‘Me senti um peixe fora d’água a vida toda’, diz mulher que descobriu superdotação aos 43 anos; veja este e outros relatos

Letícia Maltez confirmou suas altas habilidades depois de acompanhar desenvolvimento dos dois filhos, também superdotados. Mães de crianças com o mesmo laudo relatam alegrias e dificuldades dos filhos no desenvolvimento.

Imagine um cérebro funcionando como se, nele, houvesse três vias de tráfego. Em um cérebro de uma pessoa com altas habilidades, os veículos andam a 500 km/h, 700 km/h e a 3 km/h, simultaneamente. Enquanto que, no cérebro de uma pessoa sem tal condição, os carros andam em velocidade constante de 90 km/h.

Essa foi a explicação que a servidora pública Letícia Maltez, de 42 anos, ouviu ao receber o seu laudo de superdotação/altas habilidades, na última segunda-feira (14). “Foi aí que caiu a ficha”, diz ela.

“Eu passei a vida inteira me sentindo um peixe fora d’água, tão diferente das outras pessoas em questões que me incomodavam, que ninguém enxergava, ninguém via. E aí as coisas começaram a fazer mais sentido. É porque eu funcionava de uma forma muito mais rápida que os outros”, conta Letícia.

Letícia tem dois filhos superdotados. Ela relata que só iniciou sua busca pelo autoconhecimento depois de acompanhar o desenvolvimento deles.

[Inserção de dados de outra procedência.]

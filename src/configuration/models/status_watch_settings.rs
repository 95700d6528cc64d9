
use serde::Deserialize;

const DEFAULT_ERROR_CHANNEL_CAPACITY: usize = 64;

/// Settings for the status watch. When `watch_enabled` is false, status is refreshed only by repeated fetches.
#[derive(Debug, Clone, Deserialize)]
#[serde(rename_all = "camelCase")]
pub struct StatusWatchSettings {
    #[serde(default, alias = "k8sWatchApi")]
    pub watch_enabled: bool,

    #[serde(default = "default_error_channel_capacity")]
    pub error_channel_capacity: usize,
}

fn default_error_channel_capacity() -> usize {
    DEFAULT_ERROR_CHANNEL_CAPACITY
}

impl Default for StatusWatchSettings {
    fn default() -> Self {
        StatusWatchSettings {
            watch_enabled: false,
            error_channel_capacity: DEFAULT_ERROR_CHANNEL_CAPACITY,
        }
    }
}

impl StatusWatchSettings {
    pub fn polling_only() -> Self {
        Self::default()
    }

    pub fn with_watch() -> Self {
        StatusWatchSettings {
            watch_enabled: true,
            ..Default::default()
        }
    }

    pub fn from_yaml(source: &str) -> anyhow::Result<Self> {
        Ok(serde_yml::from_str(source)?)
    }
}
use async_trait::async_trait;

#[async_trait]
/// A keyed store whose values can be written. Writes replace the stored value as a whole: the last write wins.
pub trait UpsertRepository<Key, Entity>: ReadOnlyRepository<Key, Entity> + Send + Sync {
    type Error;

    /// Stores the value under the key and returns it
    async fn upsert(&self, key: Key, entity: Entity) -> Result<Entity, Self::Error>;
}

#[async_trait]
/// A keyed store that can only be read
pub trait ReadOnlyRepository<Key, Entity>: Send + Sync {
    type ReadError;

    async fn get(&self, key: Key) -> Result<Entity, Self::ReadError>;
}

#[async_trait]
/// Builds the value for a key when the store has none, or a stale one
pub trait ValueFactory<Key, Entity>: Send + Sync {
    type CreateError;

    async fn create(&self, key: &Key) -> Result<Entity, Self::CreateError>;
}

Quando o mais velho começou a ter problemas na escola, ela passou a estudar a superdotação. A servidora pública lembra que, quando ela era jovem, também enfrentou dificuldades e se sentia deslocada.

“Se eu soubesse disso lá atrás, eu teria crescido uma criança, uma adolescente mais tolerante, por entender que eu funcionava diferente. Quando eu era criança eu não estudava pra prova, fazia a tarefa de casa sozinha, e com notas sempre muito altas. Quando eu precisei estudar de verdade no ensino médio, eu não sabia estudar porque nunca tinha precisado. E aí vieram as notas baixas”, lembra.

Apesar dos obstáculos, Letícia se desenvolveu, ainda que se sentindo incompreendida. Fez dois cursos superiores – administração e turismo e direito – e passou em dois concursos públicos. Atualmente, se interessa por artes, mas diz que não descobriu uma área específica que seja seu foco.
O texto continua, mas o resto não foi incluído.